Among Republican policy mavens and officials it was hard to find someone who wasn’t delighted.

Late yesterday I spoke briefly with Virginia Gov. Bob McDonnell (R), widely thought to be on Romney’s short list of candidates. Was he disappointed? “Heck no! He made a great choice,” he said of Ryan. He told me, “I saw him this morning. We shared a good handshake and a hug. I told him, ‘It’s a good thing I arranged to get the [USS] Wisconsin here [to Norfolk].” McDonnell saw a “great chemistry” build through the day. He has observed firsthand the heightened excitement about the chance to vote out Obama. “I’m seeing it in a couple of ways. There are the number of calls and volunteers compared to 2008.” He also has seen a stream of GOP officials “willing to go out and be surrogates,” as well as an uptick in fundraising “even in the blue parts of the states.” That, he expects, will only increase with Ryan on the ticket.

Over at the American Enterprise Institute, where Ryan has been a frequent speaker and a favorite of conservative wonks, AEI President Arthur Brooks said succinctly, “Aspiration has won the day over caution. It is an inspired choice.”

In foreign policy circles, where the issue of Robert Zoellick’s appointment to head the transition team on national security riled hawks, there was an outpouring of enthusiasm.

Liz Cheney e-mailed me, “Ryan is a fantastic pick — a man of substance, character and courage.
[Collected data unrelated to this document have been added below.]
//! Process-local category repository.
//!
//! Mirrors the `PostgreSQL` schema's guarantees (unique slugs, parent foreign
//! key with `ON DELETE RESTRICT`) so service behaviour is identical on both
//! backends.

use std::cmp::Ordering;
use std::collections::{BTreeMap, HashSet};
use std::sync::{Mutex, MutexGuard};

use chrono::{DateTime, Utc};

use backoffice_core::{Category, CategoryId, Slug};

use super::{CategoryRecord, CategoryRepository, PathRewrite};
use crate::db::RepositoryError;
use crate::models::category::{CategoryFilter, CategoryQuery, SortDirection, SortField};

#[derive(Debug, Default)]
struct MemoryState {
    last_id: i32,
    rows: BTreeMap<CategoryId, Category>,
}

impl MemoryState {
    fn check_slug_free(&self, slug: &Slug, owner: Option<CategoryId>) -> Result<(), RepositoryError> {
        let taken = self
            .rows
            .values()
            .any(|c| c.slug == *slug && Some(c.id) != owner);
        if taken {
            return Err(RepositoryError::DuplicateSlug(slug.to_string()));
        }
        Ok(())
    }

    /// Rows missing from the store are skipped.
    fn apply_rewrites(&mut self, rewrites: &[PathRewrite], now: DateTime<Utc>) -> u64 {
        let mut changed = 0;
        for rewrite in rewrites {
            if let Some(category) = self.rows.get_mut(&rewrite.id) {
                category.ancestors.clone_from(&rewrite.ancestors);
                category.level = rewrite.level;
                category.updated_at = now;
                changed += 1;
            }
        }
        changed
    }

    fn check_parent_exists(&self, parent_id: Option<CategoryId>) -> Result<(), RepositoryError> {
        match parent_id {
            Some(id) if !self.rows.contains_key(&id) => Err(RepositoryError::Conflict(
                "parent category no longer exists".to_string(),
            )),
            _ => Ok(()),
        }
    }
}

/// In-memory [`CategoryRepository`].
#[derive(Debug, Default)]
pub struct InMemoryCategoryRepository {
    state: Mutex<MemoryState>,
}

impl InMemoryCategoryRepository {
    /// Create an empty repository.
    #[must_use]
    pub fn new() -> Self {
        Self::default()
    }

    /// Snapshot of every stored category, ordered by id.
    ///
    /// # Errors
    ///
    /// Returns `RepositoryError::DataCorruption` if the store lock is poisoned.
    pub fn snapshot(&self) -> Result<Vec<Category>, RepositoryError> {
        Ok(self.state()?.rows.values().cloned().collect())
    }

    fn state(&self) -> Result<MutexGuard<'_, MemoryState>, RepositoryError> {
        self.state
            .lock()
            .map_err(|_| RepositoryError::DataCorruption("category store lock poisoned".to_string()))
    }
}

fn compare(a: &Category, b: &Category, field: SortField) -> Ordering {
    let primary = match field {
        SortField::CreatedAt => a.created_at.cmp(&b.created_at),
        SortField::UpdatedAt => a.updated_at.cmp(&b.updated_at),
        SortField::Name => a.name.cmp(&b.name),
        SortField::Slug => a.slug.cmp(&b.slug),
        SortField::Level => a.level.cmp(&b.level),
        SortField::SortOrder => a.sort_order.cmp(&b.sort_order),
    };
    primary.then_with(|| a.id.cmp(&b.id))
}

fn apply_record(category: &mut Category, record: &CategoryRecord) {
    category.name.clone_from(&record.name);
    category.slug = record.slug.clone();
    category.description.clone_from(&record.description);
    category.image.clone_from(&record.image);
    category.parent_id = record.parent_id;
    category.ancestors.clone_from(&record.ancestors);
    category.level = record.level;
    category.sort_order = record.sort_order;
    category.is_active = record.is_active;
    category.meta_title.clone_from(&record.meta_title);
    category.meta_description.clone_from(&record.meta_description);
}

impl CategoryRepository for InMemoryCategoryRepository {
    async fn find_by_id(&self, id: CategoryId) -> Result<Option<Category>, RepositoryError> {
        Ok(self.state()?.rows.get(&id).cloned())
    }

    async fn find_by_parent(
        &self,
        parent_id: Option<CategoryId>,
    ) -> Result<Vec<Category>, RepositoryError> {
        let mut children: Vec<Category> = self
            .state()?
            .rows
            .values()
            .filter(|c| c.parent_id == parent_id)
            .cloned()
            .collect();

        children.sort_by(|a, b| {
            a.sort_order
                .cmp(&b.sort_order)
                .then_with(|| a.name.cmp(&b.name))
                .then_with(|| a.id.cmp(&b.id))
        });
        Ok(children)
    }

    async fn count_children(&self, id: CategoryId) -> Result<i64, RepositoryError> {
        let count = self
            .state()?
            .rows
            .values()
            .filter(|c| c.parent_id == Some(id))
            .count();
        i64::try_from(count).map_err(|e| RepositoryError::DataCorruption(e.to_string()))
    }

    async fn taken_slugs(
        &self,
        base: &Slug,
        exclude: Option<CategoryId>,
    ) -> Result<HashSet<String>, RepositoryError> {
        let prefix = format!("{base}-");
        Ok(self
            .state()?
            .rows
            .values()
            .filter(|c| Some(c.id) != exclude)
            .map(|c| c.slug.as_str())
            .filter(|slug| *slug == base.as_str() || slug.starts_with(&prefix))
            .map(str::to_owned)
            .collect())
    }

    async fn list(&self, query: &CategoryQuery) -> Result<Vec<Category>, RepositoryError> {
        let mut matching: Vec<Category> = self
            .state()?
            .rows
            .values()
            .filter(|c| query.filter.matches(c))
            .cloned()
            .collect();

        matching.sort_by(|a, b| {
            let ordering = compare(a, b, query.sort.field);
            match query.sort.direction {
                SortDirection::Asc => ordering,
                SortDirection::Desc => ordering.reverse(),
            }
        });

        let offset = usize::try_from(query.offset.max(0)).unwrap_or(usize::MAX);
        let limit = usize::try_from(query.limit.max(0)).unwrap_or(usize::MAX);
        Ok(matching.into_iter().skip(offset).take(limit).collect())
    }

    async fn count(&self, filter: &CategoryFilter) -> Result<i64, RepositoryError> {
        let count = self
            .state()?
            .rows
            .values()
            .filter(|c| filter.matches(c))
            .count();
        i64::try_from(count).map_err(|e| RepositoryError::DataCorruption(e.to_string()))
    }

    async fn create(&self, record: &CategoryRecord) -> Result<Category, RepositoryError> {
        let mut state = self.state()?;
        state.check_slug_free(&record.slug, None)?;
        state.check_parent_exists(record.parent_id)?;

        state.last_id += 1;
        let now = Utc::now();
        let category = Category {
            id: CategoryId::new(state.last_id),
            name: record.name.clone(),
            slug: record.slug.clone(),
            description: record.description.clone(),
            image: record.image.clone(),
            parent_id: record.parent_id,
            ancestors: record.ancestors.clone(),
            level: record.level,
            sort_order: record.sort_order,
            is_active: record.is_active,
            meta_title: record.meta_title.clone(),
            meta_description: record.meta_description.clone(),
            created_at: now,
            updated_at: now,
        };

        state.rows.insert(category.id, category.clone());
        Ok(category)
    }

    async fn update(
        &self,
        id: CategoryId,
        record: &CategoryRecord,
        descendant_paths: &[PathRewrite],
    ) -> Result<Category, RepositoryError> {
        let mut state = self.state()?;
        if !state.rows.contains_key(&id) {
            return Err(RepositoryError::NotFound);
        }
        state.check_slug_free(&record.slug, Some(id))?;
        state.check_parent_exists(record.parent_id)?;

        // All checks pass before anything is written.
        let now = Utc::now();
        state.apply_rewrites(descendant_paths, now);
        let category = state.rows.get_mut(&id).ok_or(RepositoryError::NotFound)?;
        apply_record(category, record);
        category.updated_at = now;
        Ok(category.clone())
    }

    async fn rewrite_paths(&self, rewrites: &[PathRewrite]) -> Result<u64, RepositoryError> {
        let mut state = self.state()?;
        Ok(state.apply_rewrites(rewrites, Utc::now()))
    }

    async fn delete(&self, id: CategoryId) -> Result<bool, RepositoryError> {
        let mut state = self.state()?;
        if state.rows.values().any(|c| c.parent_id == Some(id)) {
            return Err(RepositoryError::Conflict(
                "category still has subcategories".to_string(),
            ));
        }
        Ok(state.rows.remove(&id).is_some())
    }
}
The American people will now get to know, in this GOP ticket, two true leaders who won’t shrink from tough decisions and who know what it will take to get America growing again. Plus — Obama and Biden are now clearly the failed old guard. Romney and Ryan are the future.”

Danielle Pletka, AEI’s vice president for foreign and defense policy, e-mailed from Spain, “ Ryan is awesome pick. I’m not a pollster, but I am a voter, and Paul is smart and principled. No president or vice president will ever know everything about everything, which is why they need signposts to guide them.” She continued, “Paul’s signposts are a strong America, a responsible government and a nation that puts enterprise and freedom over handouts and servitude. Those signposts apply to Americans and to pretty much everyone else; believe in the right thing, and you’ll support a foreign policy that values freedom. The rest is window dressing.” John Bolton, her colleague, a former U.S. ambassador to the United Nations and a key foreign policy adviser very likely to sang a top spot in a Romney-Ryan administration, released a statement: “Every American and every American ally abroad should be heartened by Mitt Romney’s selection of Paul Ryan as his running mate. Congressman Ryan deeply understands that American leadership in foreign policy makes for a more peaceful world and a safer, more prosperous America. And he and Governor Romney will restore our economic strength at home that is the basis of our influence abroad. For nearly four years, we have seen the dangerous conditions that are created when a president refuses to lead. Mitt Romney and Paul Ryan will restore American leadership.”

In short, the base is delighted and the roll-out went as well if not better than the Romney team expected. (At the Manassas rally senior campaign advisor Stu Stevens was beaming.) But the hard part is just beginning. Ryan will come under tremendous scrutiny and will try to expand Romney’s appeal in middle-class suburbs. If he does what his admirers think he is capable of, he’ll be a rare commodity n D.C.: a widely respected vice president who is the butt of no jokes. That would certainly be a change.